*What this task involves*
All lines in the data that hold the word "left" need copying.

**** Data extract ****

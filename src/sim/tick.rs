//! Fixed timestep match tick
//!
//! Advances the match by one frame in a fixed order: spawn, player, enemies,
//! tank contacts, projectiles, items, outcome. Entity removal is deferred to
//! the end of the pass that decides it, so nothing is removed from a list
//! while that list is being walked.

use glam::Vec2;
use rand::Rng;

use super::collision::{ProjectileHit, projectile_hit, tank_blocked};
use super::geom::{Direction, Rect};
use super::item::{Item, ItemKind};
use super::projectile::Owner;
use super::state::{GameEvent, GamePhase, GameState, Outcome};
use super::structure::Structure;
use super::tank::{EnemyTank, PlayerTank, Tank};

/// Damage each tank takes when an enemy drives into the player
const CONTACT_DAMAGE: i32 = 1;

/// Input commands for a single tick (deterministic)
#[derive(Debug, Clone, Copy, Default, PartialEq, Eq)]
pub struct TickInput {
    /// Held movement direction, if any
    pub direction: Option<Direction>,
    /// Fire (edge-triggered by the platform layer)
    pub fire: bool,
    /// Leave the start screen
    pub start: bool,
    /// Dismiss the game-over screen and return to Start
    pub acknowledge: bool,
    /// From game over, go straight into a fresh match
    pub restart: bool,
}

/// Advance the match by one tick
pub fn tick(state: &mut GameState, input: &TickInput) {
    state.events.clear();

    match state.phase {
        GamePhase::Start => {
            if input.start {
                start_match(state);
            }
            return;
        }
        GamePhase::GameOver(_) => {
            if input.restart {
                state.reset();
                start_match(state);
            } else if input.acknowledge {
                state.reset();
            }
            return;
        }
        GamePhase::Playing => {}
    }

    state.time_ticks += 1;

    spawn_enemies(state);
    update_player(state, input);
    update_enemies(state);
    resolve_tank_contacts(state);
    update_projectiles(state);
    update_items(state);
    evaluate_outcome(state);

    state.normalize_order();
}

fn start_match(state: &mut GameState) {
    state.phase = GamePhase::Playing;
    state.matches_played += 1;
    state.events.push(GameEvent::MatchStarted);
    log::info!(
        "Match {} started (seed {}, level {})",
        state.matches_played,
        state.seed,
        state.config.level
    );
}

/// Step 1: at most one enemy per tick, at a random spawn point that no tank
/// is standing on.
fn spawn_enemies(state: &mut GameState) {
    state.spawner.tick();
    if !state
        .spawner
        .can_spawn(state.enemies_destroyed, state.enemies.len(), &state.config)
    {
        return;
    }

    let points = &state.config.enemy_spawn_points;
    if points.is_empty() {
        return;
    }
    let pos = points[state.rng.random_range(0..points.len())];
    let footprint = Rect::square(pos, state.config.tank_size);
    let occupied = footprint.overlaps(&state.player.tank.rect)
        || state.enemies.iter().any(|e| footprint.overlaps(&e.tank.rect));
    if occupied {
        log::trace!("Spawn point ({}, {}) occupied", pos.x, pos.y);
        return;
    }

    let id = state.next_entity_id();
    let class = state.spawner.pick_class(&mut state.rng, &state.config);
    let enemy = EnemyTank::new(id, class, pos, &mut state.rng, &state.config);
    state.spawner.record_spawn();
    log::debug!(
        "Spawned {:?} enemy {} at ({}, {}), {} so far",
        class,
        id,
        pos.x,
        pos.y,
        state.spawner.spawned_total
    );
    state.enemies.push(enemy);
}

/// Step 2
fn update_player(state: &mut GameState, input: &TickInput) {
    let bounds = state.config.screen_rect();
    let player = &mut state.player;
    player.tick_timers();

    match input.direction {
        Some(direction) => player.tank.set_intended_movement(direction),
        None => player.tank.reset_movement(),
    }
    move_tank(
        &mut player.tank,
        &bounds,
        &state.structures,
        &state.headquarters,
    );

    if input.fire && player.tank.shoot(&state.config).is_some() {
        state.events.push(GameEvent::Fire(Owner::Player));
    }
}

/// Step 3
fn update_enemies(state: &mut GameState) {
    let bounds = state.config.screen_rect();
    for enemy in &mut state.enemies {
        enemy.tank.tick_cooldown();

        let decision = enemy.ai.tick(&mut state.rng, &state.config);
        if let Some(direction) = decision.turn {
            enemy.tank.set_intended_movement(direction);
        }
        if decision.fire && enemy.tank.shoot(&state.config).is_some() {
            state.events.push(GameEvent::Fire(enemy.tank.owner));
        }

        move_tank(
            &mut enemy.tank,
            &bounds,
            &state.structures,
            &state.headquarters,
        );
    }
}

/// Apply the pending move unless the destination overlaps blocking terrain.
/// A blocked tank stays put and drops its intent.
fn move_tank(tank: &mut Tank, bounds: &Rect, structures: &[Structure], headquarters: &Structure) {
    if tank.pending == Vec2::ZERO {
        return;
    }
    let destination = tank.projected_rect(bounds);
    if tank_blocked(&destination, structures, headquarters) {
        tank.reset_movement();
    } else {
        tank.apply_movement(bounds);
    }
}

/// Step 4: an enemy touching the player damages both
fn resolve_tank_contacts(state: &mut GameState) {
    let mut killed = Vec::new();
    for enemy in &mut state.enemies {
        if state.player.defeated || !enemy.tank.rect.overlaps(&state.player.tank.rect) {
            continue;
        }
        damage_player(&mut state.player, CONTACT_DAMAGE, &mut state.events);
        if enemy.tank.receive_hit(CONTACT_DAMAGE) {
            killed.push(enemy.tank.id);
        } else {
            state.events.push(GameEvent::EnemyHit(enemy.class));
        }
    }
    destroy_enemies(state, &killed);
}

/// Step 5: move every projectile, resolve hits, then cancel opposing
/// projectiles that ended up overlapping.
fn update_projectiles(state: &mut GameState) {
    let bounds = state.config.screen_rect();
    let mut killed = Vec::new();

    // Player bullets: terrain, headquarters, then live enemies
    let bullets = std::mem::take(&mut state.player.tank.projectiles);
    let mut survivors = Vec::with_capacity(bullets.len());
    for mut bullet in bullets {
        if !bullet.advance(&bounds) {
            continue;
        }
        let targets = state
            .enemies
            .iter()
            .enumerate()
            .filter(|(_, e)| !e.tank.is_destroyed())
            .map(|(i, e)| (i, &e.tank.rect));
        match projectile_hit(&bullet.rect, &state.structures, &state.headquarters, targets) {
            None => survivors.push(bullet),
            Some(ProjectileHit::Structure(i)) => {
                hit_structure(&mut state.structures[i], bullet.damage, &mut state.events);
            }
            Some(ProjectileHit::Headquarters) => {
                hit_headquarters(&mut state.headquarters, bullet.damage, &mut state.events);
            }
            Some(ProjectileHit::Tank(i)) => {
                let enemy = &mut state.enemies[i];
                if enemy.tank.receive_hit(bullet.damage) {
                    killed.push(enemy.tank.id);
                } else {
                    state.events.push(GameEvent::EnemyHit(enemy.class));
                }
            }
        }
    }
    state.player.tank.projectiles = survivors;

    // Enemy bullets: terrain, headquarters, then the player. Bullets of an
    // enemy killed this tick leave with it.
    for e in 0..state.enemies.len() {
        if state.enemies[e].tank.is_destroyed() {
            continue;
        }
        let bullets = std::mem::take(&mut state.enemies[e].tank.projectiles);
        let mut survivors = Vec::with_capacity(bullets.len());
        for mut bullet in bullets {
            if !bullet.advance(&bounds) {
                continue;
            }
            let target = (!state.player.defeated).then_some((0, &state.player.tank.rect));
            match projectile_hit(&bullet.rect, &state.structures, &state.headquarters, target) {
                None => survivors.push(bullet),
                Some(ProjectileHit::Structure(i)) => {
                    hit_structure(&mut state.structures[i], bullet.damage, &mut state.events);
                }
                Some(ProjectileHit::Headquarters) => {
                    hit_headquarters(&mut state.headquarters, bullet.damage, &mut state.events);
                }
                Some(ProjectileHit::Tank(_)) => {
                    damage_player(&mut state.player, bullet.damage, &mut state.events);
                }
            }
        }
        state.enemies[e].tank.projectiles = survivors;
    }

    state.structures.retain(|s| !s.destroyed);
    cancel_crossing_projectiles(state);
    destroy_enemies(state, &killed);
}

fn hit_structure(structure: &mut Structure, damage: i32, events: &mut Vec<GameEvent>) {
    if structure.receive_hit(damage) {
        log::trace!("{:?} {} destroyed", structure.kind, structure.id);
        events.push(GameEvent::StructureDestroyed(structure.kind));
    } else {
        events.push(GameEvent::StructureHit(structure.kind));
    }
}

fn hit_headquarters(headquarters: &mut Structure, damage: i32, events: &mut Vec<GameEvent>) {
    if headquarters.destroyed {
        return;
    }
    if headquarters.receive_hit(damage) {
        log::info!("Headquarters destroyed");
        events.push(GameEvent::HeadquartersDestroyed);
    } else {
        events.push(GameEvent::StructureHit(headquarters.kind));
    }
}

/// Route damage through the invincibility window and the life counter
fn damage_player(player: &mut PlayerTank, damage: i32, events: &mut Vec<GameEvent>) {
    if player.is_invincible() || player.defeated {
        return;
    }
    events.push(GameEvent::PlayerHit);
    if !player.receive_hit(damage) {
        return;
    }
    if player.lose_life() {
        log::debug!("Player lost a life, {} left", player.lives);
        events.push(GameEvent::LifeLost);
    } else {
        log::info!("Player destroyed with no lives left");
    }
}

/// A player bullet and an enemy bullet that overlap both vanish
fn cancel_crossing_projectiles(state: &mut GameState) {
    let player_bullets = &mut state.player.tank.projectiles;
    let events = &mut state.events;
    for enemy in &mut state.enemies {
        if player_bullets.is_empty() {
            return;
        }
        enemy.tank.projectiles.retain(|enemy_bullet| {
            match player_bullets
                .iter()
                .position(|b| b.rect.overlaps(&enemy_bullet.rect))
            {
                Some(i) => {
                    player_bullets.remove(i);
                    events.push(GameEvent::ProjectilesCancelled);
                    false
                }
                None => true,
            }
        });
    }
}

/// Remove killed enemies, count them, and drop items where Targets fell
fn destroy_enemies(state: &mut GameState, ids: &[u32]) {
    if ids.is_empty() {
        return;
    }

    let mut drops = Vec::new();
    let destroyed = &mut state.enemies_destroyed;
    let events = &mut state.events;
    state.enemies.retain(|enemy| {
        if !ids.contains(&enemy.tank.id) {
            return true;
        }
        *destroyed += 1;
        events.push(GameEvent::EnemyDestroyed(enemy.class));
        log::debug!(
            "{:?} enemy {} destroyed ({} total)",
            enemy.class,
            enemy.tank.id,
            *destroyed
        );
        if enemy.drops_item() {
            drops.push(enemy.tank.pos());
        }
        false
    });

    for pos in drops {
        let kind = ItemKind::random(&mut state.rng);
        let id = state.next_entity_id();
        log::debug!("Dropped {:?} item at ({}, {})", kind, pos.x, pos.y);
        state.items.push(Item::new(id, kind, pos, &state.config));
        state.events.push(GameEvent::ItemDropped(kind));
    }
}

/// Step 6: expire stale items, then apply and remove whatever the player touches
fn update_items(state: &mut GameState) {
    let player = &mut state.player;
    let config = &state.config;
    let events = &mut state.events;
    state.items.retain_mut(|item| {
        if !item.tick() {
            events.push(GameEvent::ItemExpired(item.kind));
            return false;
        }
        if player.defeated || !item.rect.overlaps(&player.tank.rect) {
            return true;
        }
        item.apply_effect(player, config);
        log::debug!("Player collected {:?}", item.kind);
        events.push(GameEvent::ItemCollected(item.kind));
        false
    });
}

/// Step 7: defeat wins ties, so a match that loses the headquarters on the
/// same tick as the last kill is a loss.
fn evaluate_outcome(state: &mut GameState) {
    let outcome = if state.headquarters.destroyed || state.player.defeated {
        Outcome::Defeat
    } else if state.enemies_destroyed >= state.config.enemy_quota {
        Outcome::Victory
    } else {
        return;
    };

    state.phase = GamePhase::GameOver(outcome);
    state.events.push(match outcome {
        Outcome::Victory => GameEvent::Victory,
        Outcome::Defeat => GameEvent::Defeat,
    });
    log::info!(
        "Match over: {:?} after {} ticks, {} enemies destroyed",
        outcome,
        state.time_ticks,
        state.enemies_destroyed
    );
}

****

*Task output*
        log::debug!("Player lost a life, {} left", player.lives);
        log::info!("Player destroyed with no lives left");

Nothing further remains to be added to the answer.